Day traders always buy and sell their assets on a single trading day. It is because to avoid paying overnight costs. This action is called a short-term trading style because it takes advantage of small market movements while frequently trading during the day.
This style requires making fast decisions to get in and out of trades as soon as possible to get efficient profit. There might be vast amounts of volatility even during a single trading day. It is needed to create a favorable trading environment, but you should also be aware of its risks. As an example, rapid price changes might lead to slippage.
However, many short-term trading styles let positions run if necessary while day traders close their trades at the end of the day.
Swing traders focus on taking a position in a more significant move, which might last several days or even some weeks. It is the most extended style of short-term trading because it takes advantage of medium movements as well.
Swing traders attempt to spot a trend, capitalize on the falls, and rise in the overall price movement. They often rely on technical analysis identifying the entry and exit moments for each trade.

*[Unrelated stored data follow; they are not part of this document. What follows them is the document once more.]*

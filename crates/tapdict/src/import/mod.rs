//! Writing dictionaries into the store.
//!
//! Every import runs inside one transaction: readers keep seeing the previous
//! contents of the dictionary until it commits, and a failed import leaves no
//! trace.

mod insert;
pub mod yomitan;

use {
    crate::{DictionaryInfo, Engine, TagEntry, TermEntry, TermMetaEntry},
    anyhow::Context,
    derive_more::{Display, Error},
    insert::Insert,
    serde::{Deserialize, Serialize},
    sqlx::{Sqlite, Transaction},
    tokio::sync::{Mutex, MutexGuard},
    tracing::{debug, info, warn},
};

/// Serializes writers, so that only one import or removal touches the store
/// at a time.
#[derive(Debug, Default)]
pub struct Imports {
    insert_lock: Mutex<()>,
}

impl Imports {
    pub(crate) fn new() -> Self {
        Self::default()
    }

    pub(crate) async fn lock(&self) -> MutexGuard<'_, ()> {
        debug!("Waiting for insert lock");
        let guard = self.insert_lock.lock().await;
        debug!("Insert lock acquired");
        guard
    }
}

/// Failed to import a dictionary.
///
/// The store is left exactly as it was before the import started.
#[derive(Debug, Display, Error)]
pub enum ImportError {
    /// Dictionary has an empty source identifier.
    #[display("dictionary has no source id")]
    NoSourceId,
    /// Dictionary was parsed, but had no entries to insert.
    #[display("no entries to insert")]
    NoEntries,
    /// Dictionary data could not be read.
    #[display("failed to parse dictionary: {_0:#}")]
    Parse(anyhow::Error),
    /// Database could not be written.
    #[display("failed to write dictionary: {_0:#}")]
    Storage(anyhow::Error),
}

/// Counts of rows written by an import.
#[derive(Debug, Clone, Copy, Default, PartialEq, Eq, Serialize, Deserialize)]
pub struct ImportReport {
    /// Term rows written.
    pub terms_inserted: usize,
    /// Term rows dropped because both expression and reading were empty.
    pub terms_skipped: usize,
    /// Tag rows written.
    pub tags_inserted: usize,
    /// Term metadata rows written.
    pub meta_inserted: usize,
}

impl Engine {
    /// Creates or replaces a dictionary and all of its rows.
    ///
    /// Every row is written under `info.id`, whatever its own `dictionary`
    /// field says. Any rows previously stored under that id are removed in
    /// the same transaction. Malformed terms are skipped and counted in
    /// [`ImportReport::terms_skipped`].
    ///
    /// # Errors
    ///
    /// Errors if `info.id` is empty, if there is nothing to insert, or if the
    /// database could not be written. In every case nothing is changed.
    ///
    /// Once the import is committed it is reported as a success, even if
    /// [`Engine::dictionaries`] could not be refreshed afterwards; the
    /// snapshot then catches up on the next successful write.
    pub async fn import_dictionary(
        &self,
        info: &DictionaryInfo,
        terms: &[TermEntry],
        tags: &[TagEntry],
        meta: &[TermMetaEntry],
    ) -> Result<ImportReport, ImportError> {
        if info.id.trim().is_empty() {
            return Err(ImportError::NoSourceId);
        }
        let terms_skipped = terms.iter().filter(|term| term.is_malformed()).count();
        if terms.len() == terms_skipped && meta.is_empty() {
            debug!("{:?} has no entries to insert", info.id);
            return Err(ImportError::NoEntries);
        }
        if terms_skipped > 0 {
            warn!(
                "Skipping {terms_skipped} terms with no expression or reading in {:?}",
                info.id
            );
        }

        let _lock = self.imports.lock().await;
        let mut tx = self
            .db
            .begin()
            .await
            .context("failed to begin transaction")
            .map_err(ImportError::Storage)?;
        let report = write_dictionary(&mut tx, info, terms, tags, meta)
            .await
            .map_err(ImportError::Storage)?;
        tx.commit()
            .await
            .context("failed to commit transaction")
            .map_err(ImportError::Storage)?;
        info!(
            "Imported {:?} ({}): {} terms, {} skipped, {} tags, {} meta",
            info.id,
            info.title,
            report.terms_inserted,
            terms_skipped,
            report.tags_inserted,
            report.meta_inserted
        );

        if let Err(err) = self.sync_dictionaries().await {
            warn!("{:?} was imported, but the dictionary list is stale: {err:?}", info.id);
        }
        Ok(ImportReport {
            terms_skipped,
            ..report
        })
    }
}

async fn write_dictionary(
    tx: &mut Transaction<'_, Sqlite>,
    info: &DictionaryInfo,
    terms: &[TermEntry],
    tags: &[TagEntry],
    meta: &[TermMetaEntry],
) -> anyhow::Result<ImportReport> {
    let source = &info.id;
    for table in ["terms", "tags", "term_meta", "dictionary_info"] {
        let key = if table == "dictionary_info" {
            "id"
        } else {
            "dictionary"
        };
        let removed = sqlx::query(&format!("DELETE FROM {table} WHERE {key} = $1"))
            .bind(source.as_str())
            .execute(&mut **tx)
            .await
            .with_context(|| format!("failed to clear old {table} rows"))?
            .rows_affected();
        if removed > 0 {
            debug!("Replacing {removed} old {table} rows of {source:?}");
        }
    }

    sqlx::query(
        "INSERT INTO dictionary_info (id, title, revision, version, author, url, description,
            attribution, source_language, target_language, is_proper_name)
        VALUES ($1, $2, $3, $4, $5, $6, $7, $8, $9, $10, $11)",
    )
    .bind(source.as_str())
    .bind(&info.title)
    .bind(&info.revision)
    .bind(info.version)
    .bind(&info.author)
    .bind(&info.url)
    .bind(&info.description)
    .bind(&info.attribution)
    .bind(&info.source_language)
    .bind(&info.target_language)
    .bind(info.is_proper_name)
    .execute(&mut **tx)
    .await
    .context("failed to insert dictionary info")?;

    let mut term_rows = Insert::<TermEntry>::new();
    for term in terms.iter().filter(|term| !term.is_malformed()) {
        term_rows
            .insert(tx, source, term)
            .await
            .with_context(|| {
                format!(
                    "failed to insert term ({:?}, {:?})",
                    term.expression, term.reading
                )
            })?;
    }
    term_rows.flush(tx).await.context("failed to flush terms")?;

    let mut tag_rows = Insert::<TagEntry>::new();
    for tag in tags {
        tag_rows
            .insert(tx, source, tag)
            .await
            .with_context(|| format!("failed to insert tag {:?}", tag.name))?;
    }
    tag_rows.flush(tx).await.context("failed to flush tags")?;

    let mut meta_rows = Insert::<TermMetaEntry>::new();
    for entry in meta {
        meta_rows
            .insert(tx, source, entry)
            .await
            .with_context(|| format!("failed to insert meta for {:?}", entry.expression))?;
    }
    meta_rows.flush(tx).await.context("failed to flush term meta")?;

    Ok(ImportReport {
        terms_inserted: term_rows.rows(),
        terms_skipped: 0,
        tags_inserted: tag_rows.rows(),
        meta_inserted: meta_rows.rows(),
    })
}

#[cfg(test)]
pub(crate) mod tests {
    use {
        super::*,
        crate::{DictionaryId, config::Config, deinflect::Identity},
        tempfile::TempDir,
    };

    pub async fn engine() -> (TempDir, Engine) {
        engine_with(Config::default()).await
    }

    pub async fn engine_with(config: Config) -> (TempDir, Engine) {
        let dir = tempfile::tempdir().unwrap();
        let engine = Engine::new(dir.path().join("tapdict.db"), config, Identity)
            .await
            .unwrap();
        (dir, engine)
    }

    pub fn term(expression: &str, reading: &str, score: i64, glosses: &[&str]) -> TermEntry {
        TermEntry {
            expression: expression.into(),
            reading: reading.into(),
            score,
            definitions: glosses.iter().map(|&gloss| gloss.to_owned()).collect(),
            ..Default::default()
        }
    }

    #[tokio::test]
    async fn skips_malformed_terms() {
        let (_dir, engine) = engine().await;
        let mut terms = (0..1000)
            .map(|i| term(&format!("語{i}"), "ご", 0, &["word"]))
            .collect::<Vec<_>>();
        terms[500] = term("", " ", 0, &["broken"]);

        let report = engine
            .import_dictionary(&DictionaryInfo::new("jmdict", "JMdict"), &terms, &[], &[])
            .await
            .unwrap();
        assert_eq!(999, report.terms_inserted);
        assert_eq!(1, report.terms_skipped);

        let stored = sqlx::query_scalar::<_, i64>("SELECT COUNT(*) FROM terms")
            .fetch_one(&engine.db)
            .await
            .unwrap();
        assert_eq!(999, stored);
    }

    #[tokio::test]
    async fn flushes_across_bind_limit() {
        let (_dir, engine) = engine().await;
        // 9 binds per term, so this takes several statements
        let terms = (0..10_000)
            .map(|i| term(&format!("語{i}"), "ご", i, &["word"]))
            .collect::<Vec<_>>();
        let report = engine
            .import_dictionary(&DictionaryInfo::new("big", "Big"), &terms, &[], &[])
            .await
            .unwrap();
        assert_eq!(10_000, report.terms_inserted);
    }

    #[tokio::test]
    async fn reimport_overwrites() {
        let (_dir, engine) = engine().await;
        let info = DictionaryInfo::new("jmdict", "JMdict");
        engine
            .import_dictionary(&info, &[term("行く", "いく", 0, &["to go"])], &[], &[])
            .await
            .unwrap();
        let info = DictionaryInfo {
            revision: "2".into(),
            ..info
        };
        engine
            .import_dictionary(
                &info,
                &[
                    term("来る", "くる", 0, &["to come"]),
                    term("見る", "みる", 0, &["to see"]),
                ],
                &[],
                &[],
            )
            .await
            .unwrap();

        let expressions = sqlx::query_scalar::<_, String>(
            "SELECT expression FROM terms WHERE dictionary = 'jmdict' ORDER BY expression",
        )
        .fetch_all(&engine.db)
        .await
        .unwrap();
        assert_eq!(vec!["来る".to_owned(), "見る".to_owned()], expressions);

        let dicts = engine.dictionaries();
        assert_eq!(1, dicts.len());
        assert_eq!("2", dicts[&DictionaryId::from("jmdict")].revision);
    }

    #[tokio::test]
    async fn failed_import_changes_nothing() {
        let (_dir, engine) = engine().await;
        let info = DictionaryInfo::new("jmdict", "JMdict");
        engine
            .import_dictionary(&info, &[term("行く", "いく", 0, &["to go"])], &[], &[])
            .await
            .unwrap();

        let result = engine
            .import_dictionary(&info, &[term("", "", 0, &[])], &[], &[])
            .await;
        assert!(matches!(result, Err(ImportError::NoEntries)));
        let result = engine
            .import_dictionary(&DictionaryInfo::new(" ", "Nameless"), &[], &[], &[])
            .await;
        assert!(matches!(result, Err(ImportError::NoSourceId)));

        let stored = sqlx::query_scalar::<_, i64>("SELECT COUNT(*) FROM terms")
            .fetch_one(&engine.db)
            .await
            .unwrap();
        assert_eq!(1, stored);
    }

    async fn count(engine: &Engine, table: &str) -> i64 {
        sqlx::query_scalar::<_, i64>(&format!("SELECT COUNT(*) FROM {table}"))
            .fetch_one(&engine.db)
            .await
            .unwrap()
    }

    #[tokio::test]
    async fn failed_write_keeps_previous_dictionary() {
        let (_dir, engine) = engine().await;
        let info = DictionaryInfo {
            revision: "1".into(),
            ..DictionaryInfo::new("jmdict", "JMdict")
        };
        engine
            .import_dictionary(&info, &[term("行く", "いく", 0, &["to go"])], &[], &[])
            .await
            .unwrap();
        let before = engine.dictionaries();

        sqlx::raw_sql(
            "CREATE TRIGGER reject_terms BEFORE INSERT ON terms
            BEGIN SELECT RAISE(ABORT, 'disk full'); END",
        )
        .execute(&engine.db)
        .await
        .unwrap();
        let result = engine
            .import_dictionary(
                &DictionaryInfo {
                    revision: "2".into(),
                    ..info.clone()
                },
                &[term("来る", "くる", 0, &["to come"])],
                &[],
                &[],
            )
            .await;
        assert!(matches!(result, Err(ImportError::Storage(_))));

        let expressions = sqlx::query_scalar::<_, String>("SELECT expression FROM terms")
            .fetch_all(&engine.db)
            .await
            .unwrap();
        assert_eq!(vec!["行く".to_owned()], expressions);
        let revision = sqlx::query_scalar::<_, String>(
            "SELECT revision FROM dictionary_info WHERE id = 'jmdict'",
        )
        .fetch_one(&engine.db)
        .await
        .unwrap();
        assert_eq!("1", revision);
        assert_eq!(1, count(&engine, "dictionary_info").await);

        let after = engine.dictionaries();
        assert_eq!(
            before.values().collect::<Vec<_>>(),
            after.values().collect::<Vec<_>>()
        );
    }

    #[tokio::test]
    async fn committed_import_survives_stale_snapshot() {
        let (_dir, engine) = engine().await;
        // a row the snapshot can't decode, written by the import itself
        sqlx::raw_sql(
            "CREATE TRIGGER broken_info AFTER INSERT ON dictionary_info
            WHEN NEW.id != 'broken'
            BEGIN
                INSERT INTO dictionary_info (id, title, revision, version)
                VALUES ('broken', 'Broken', '', 'not a number');
            END",
        )
        .execute(&engine.db)
        .await
        .unwrap();

        let report = engine
            .import_dictionary(
                &DictionaryInfo::new("jmdict", "JMdict"),
                &[term("行く", "いく", 0, &["to go"])],
                &[],
                &[],
            )
            .await
            .unwrap();
        assert_eq!(1, report.terms_inserted);
        assert_eq!(1, count(&engine, "terms").await);
        assert!(engine.dictionaries().is_empty());
    }

    #[tokio::test]
    async fn remove_deletes_every_row() {
        let (_dir, engine) = engine().await;
        let info = DictionaryInfo::new("jmdict", "JMdict");
        let tags = [TagEntry {
            name: "v5k-s".into(),
            category: "partOfSpeech".into(),
            ..Default::default()
        }];
        let meta = [TermMetaEntry {
            expression: "行く".into(),
            mode: crate::meta_mode::FREQUENCY.into(),
            data: "12".into(),
            ..Default::default()
        }];
        engine
            .import_dictionary(&info, &[term("行く", "いく", 0, &["to go"])], &tags, &meta)
            .await
            .unwrap();

        engine.remove_dictionary(&info.id).await.unwrap();
        assert!(engine.dictionaries().is_empty());
        for table in ["terms", "tags", "term_meta", "dictionary_info"] {
            let count = sqlx::query_scalar::<_, i64>(&format!("SELECT COUNT(*) FROM {table}"))
                .fetch_one(&engine.db)
                .await
                .unwrap();
            assert_eq!(0, count, "{table} should be empty");
        }

        assert!(engine.remove_dictionary(&info.id).await.is_err());
    }
}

Swing trading is described as a short-term trading style, but no specific timeframe constrains it. Therefore, in theory, it might also classify as a long-term trading style as it might last longer than several weeks.
Markets where you can trade short term
There are multiple markets where you can trade for the short term. The most popular short-term markets include:
Perhaps it is the most popular short-term trading market because of the number of currency pairs available to trade 24 hours a day and five days a week.
The forex market is well-known for its high volatility, which provides short-term traders with various opportunities for going on forex pairs. The market is also famous for its deep liquidity, making it easy for traders to enter and exit from their positions quickly.
When trading Forex using a short-term strategy, you would consider a rollover fee for doing so if you hold positions open longer than a day.
There are millions of shares available to trade in stock markets all over the world. It is the wide variety that makes share trading popular with long-term as well as short-term traders.
Although stock markets have their specific trading hours, there can be less volatility out of hours. However, they are still a favorite for those looking to trade short-term.
It is also good to keep in mind that some brokers offer out-of-hours trading options on shares. For example, with IG, you can trade around 70 key US stocks outside of the market hour to make the most company announcements.
There are two routes to take a position on shares: speculating on the future market price in spread bets and CFDs or investing using our share dealing service. However, trading is more suitable for someone who wants to use it over the short term.
Short-term trading indices can fall into a similar pattern to share trading because there are restrictions on market hours. So, you could focus on intraday movements and follow a day trading style or maintain your position for a few days or weeks.
Trading commodities allow you to take a shorter-term view on multiple assets such as gold, oil, silver, sugar, and wheat.